Looking like no other bird of prey, the Pacific Baza is easily distinguished from other Raptors by the crest on the back of its head. (more like an over grown crested Pigeon!) This quiet, small and unobtrusive hunter of the tree tops lives along the edges of eucalypt and rainforests, particularly the galleries of trees lining watercourses. They patrol the outer foliage, weaving through and around tree crowns, snatching their food from the leaves. Their food consists of grubs, frogs, reptiles, small mice, invertebrates and stick insects. Sometimes they crash into the foliage, presumably to disturb their prey, and they have been seen hanging upside down on branches, searching for food. Some insects are even caught in mid air, the birds wheeling and somersaulting to catch them.
Found mainly in coastal northwestern Australia from Fitzroy River to McArthur River NT, around Gulf of Carpentaria and in the east from Cape York Peninsula all the way south to a couple of hundred kilometers below Sydney and inland to the western fringes of the Great Dividing Range. . Their flight is slow and leisurely, flapping and gliding on broad rounded wings, allowing them to manoeuvre easily and acrobatically. Pacific Bazas hunt at any time of the day, but are diurnal and so mostly through the morning and later afternoon.
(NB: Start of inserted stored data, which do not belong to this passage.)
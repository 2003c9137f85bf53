//! Change feed events and `text/event-stream` decoding.

use crate::cursor::{EventId, SyncCursor};
use crate::error::{ProtocolError, ProtocolResult};
use crate::path::validate_relative_path;
use chrono::{DateTime, Utc};
use serde::Deserialize;

/// Type of change-feed event.
#[derive(Debug, Clone, Copy, PartialEq, Eq, Hash)]
pub enum FeedEventKind {
    /// A file was created or modified.
    FileChanged,
    /// A file was deleted.
    FileDeleted,
    /// The server detected a conflicting commit.
    SyncConflict,
    /// Keep-alive.
    Heartbeat,
}

impl FeedEventKind {
    /// Wire name of the event.
    pub fn as_str(&self) -> &'static str {
        match self {
            FeedEventKind::FileChanged => "file_changed",
            FeedEventKind::FileDeleted => "file_deleted",
            FeedEventKind::SyncConflict => "sync_conflict",
            FeedEventKind::Heartbeat => "heartbeat",
        }
    }

    /// Parses a wire name.
    pub fn from_name(name: &str) -> Option<Self> {
        match name {
            "file_changed" => Some(FeedEventKind::FileChanged),
            "file_deleted" => Some(FeedEventKind::FileDeleted),
            "sync_conflict" => Some(FeedEventKind::SyncConflict),
            "heartbeat" => Some(FeedEventKind::Heartbeat),
            _ => None,
        }
    }

    /// Returns true if the event says something changed on the server.
    pub fn signals_change(&self) -> bool {
        !matches!(self, FeedEventKind::Heartbeat)
    }
}

/// A validated change-feed event.
#[derive(Debug, Clone, PartialEq, Eq)]
pub struct FeedEvent {
    /// Event type.
    pub kind: FeedEventKind,
    /// Stream id used for resumption.
    pub id: Option<EventId>,
    /// Manifest cursor at which the change is visible.
    pub cursor: Option<SyncCursor>,
    /// Thread the change belongs to.
    pub thread_id: Option<String>,
    /// Affected path.
    pub path: Option<String>,
    /// New revision (for `file_changed`).
    pub revision_id: Option<String>,
    /// Server time of the change.
    pub updated_at: Option<DateTime<Utc>>,
}

/// A decoded message from the change feed.
#[derive(Debug, Clone, PartialEq, Eq)]
pub enum FeedMessage {
    /// A regular event.
    Event(FeedEvent),
    /// The server cannot resume from the requested id; the client must fall
    /// back to a full reconciliation.
    Reset,
}

#[derive(Debug, Default, Deserialize)]
#[serde(rename_all = "camelCase")]
struct EventData {
    #[serde(default)]
    r#type: Option<String>,
    #[serde(default)]
    cursor: Option<String>,
    #[serde(default)]
    thread_id: Option<String>,
    #[serde(default)]
    path: Option<String>,
    #[serde(default)]
    revision_id: Option<String>,
    #[serde(default)]
    updated_at: Option<DateTime<Utc>>,
}

impl FeedMessage {
    /// Validates a raw frame into a message.
    ///
    /// The event name comes from the `event:` field, falling back to a `type`
    /// member of the JSON data. File events must name a valid path.
    pub fn from_frame(frame: &SseFrame) -> ProtocolResult<Self> {
        let data: EventData = if frame.data.trim().is_empty() {
            EventData::default()
        } else {
            serde_json::from_str(&frame.data)
                .map_err(|e| ProtocolError::malformed("feed event", e.to_string()))?
        };

        let name = frame
            .event
            .clone()
            .or_else(|| data.r#type.clone())
            .unwrap_or_else(|| "message".to_string());

        if name == "reset" {
            return Ok(FeedMessage::Reset);
        }

        let kind = FeedEventKind::from_name(&name).ok_or(ProtocolError::UnknownEvent(name))?;

        let path = match data.path {
            Some(path) => Some(validate_relative_path(&path)?.to_string()),
            None => None,
        };
        if matches!(kind, FeedEventKind::FileChanged | FeedEventKind::FileDeleted)
            && path.is_none()
        {
            return Err(ProtocolError::invalid_field("path", "required for file events"));
        }

        let cursor = match data.cursor {
            Some(token) if !token.trim().is_empty() => Some(SyncCursor::parse(token)?),
            _ => None,
        };
        let id = match &frame.id {
            Some(token) if !token.trim().is_empty() => Some(EventId::parse(token.clone())?),
            _ => None,
        };

        Ok(FeedMessage::Event(FeedEvent {
            kind,
            id,
            cursor,
            thread_id: data.thread_id,
            path,
            revision_id: data.revision_id,
            updated_at: data.updated_at,
        }))
    }
}

/// One dispatched `text/event-stream` frame.
#[derive(Debug, Clone, Default, PartialEq, Eq)]
pub struct SseFrame {
    /// `id:` field.
    pub id: Option<String>,
    /// `event:` field.
    pub event: Option<String>,
    /// Joined `data:` lines.
    pub data: String,
    /// `retry:` reconnection hint in milliseconds.
    pub retry: Option<u64>,
}

/// Incremental decoder for `text/event-stream` bodies.
///
/// Bytes may be pushed in arbitrary pieces; a line split across two chunks
/// (or a multi-byte character split across two chunks) is held until the
/// line terminator arrives.
#[derive(Debug, Default)]
pub struct SseDecoder {
    pending: Vec<u8>,
    frame: SseFrame,
    has_data: bool,
}

impl SseDecoder {
    /// Creates an empty decoder.
    pub fn new() -> Self {
        Self::default()
    }

    /// Pushes bytes and returns every frame completed by them.
    pub fn push(&mut self, chunk: &[u8]) -> Vec<SseFrame> {
        self.pending.extend_from_slice(chunk);
        let mut frames = Vec::new();

        while let Some(newline) = self.pending.iter().position(|&b| b == b'\n') {
            let mut line: Vec<u8> = self.pending.drain(..=newline).collect();
            line.pop();
            if line.last() == Some(&b'\r') {
                line.pop();
            }
            let line = String::from_utf8_lossy(&line);
            if let Some(frame) = self.process_line(&line) {
                frames.push(frame);
            }
        }

        frames
    }

    fn process_line(&mut self, line: &str) -> Option<SseFrame> {
        if line.is_empty() {
            return self.dispatch();
        }
        if line.starts_with(':') {
            return None;
        }

        let (field, value) = match line.split_once(':') {
            Some((field, value)) => (field, value.strip_prefix(' ').unwrap_or(value)),
            None => (line, ""),
        };

        match field {
            "id" => self.frame.id = Some(value.to_string()),
            "event" => self.frame.event = Some(value.to_string()),
            "data" => {
                if self.has_data {
                    self.frame.data.push('\n');
                }
                self.frame.data.push_str(value);
                self.has_data = true;
            }
            "retry" => self.frame.retry = value.trim().parse().ok(),
            _ => {}
        }
        None
    }

    fn dispatch(&mut self) -> Option<SseFrame> {
        let frame = std::mem::take(&mut self.frame);
        let has_data = std::mem::replace(&mut self.has_data, false);
        if has_data || frame.event.is_some() {
            Some(frame)
        } else {
            None
        }
    }
}
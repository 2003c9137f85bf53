//! Sync command implementation.

use super::{open_engine, open_remote};
use crate::config::Settings;
use crate::error::CliResult;
use threadsync_engine::PassOutcome;

/// Runs one pass and prints what it changed.
pub async fn run(settings: &Settings) -> CliResult<()> {
    let engine = open_engine(settings, open_remote(settings)?)?;

    match engine.sync_now().await? {
        PassOutcome::Completed(report) => {
            println!(
                "Synced {}: {} downloaded, {} deleted, {} uploaded, {} deleted remotely, {} conflicts",
                settings.sync.thread_id,
                report.downloaded,
                report.deleted,
                report.uploaded,
                report.remote_deleted,
                report.conflicts
            );
            if let Some(cursor) = &report.final_cursor {
                println!("Cursor: {cursor}");
            }
        }
        PassOutcome::Coalesced => println!("A pass is already running"),
    }

    let conflicts = engine.conflicts()?;
    if !conflicts.is_empty() {
        println!(
            "{} unresolved conflict(s); run `threadsync conflicts` to list them",
            conflicts.len()
        );
    }
    Ok(())
}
Their upper body is grey-blue tinged brown on backs of shoulders, head darker with lighter face and crest is black, wings broad and rounded, flight feathers mid to dark blue-grey with darker bars, tail dark blue-grey, throat and upper breast mid-grey, chin lighter, under belly stripped cream and black-brown bar, eye distinct golden yellow and skin around eye green-yellow with blue tinge, beak black, feet pale grey, claws dusky grey. Baby chicks are born covered in whitish down.
Although infrequently gathering in groups of up to 9, perhaps in family groups, Bazas are rather solitary birds, even though they are rather sedentary and probably permanently paired, they consort closely with their mates only when breeding time. Nesting time is heralded by spectacular aerial displays, the pair soar and circle often to considerable heights, swooping and tumbling while calling loudly, plunging down then drawing up with vigorous flapping to somersault and roll over in mid air.
A hoarsely whistled double call wee-choo or ee-chu commonly heard during breeding months September – March, other calls include shorts whistles and trails.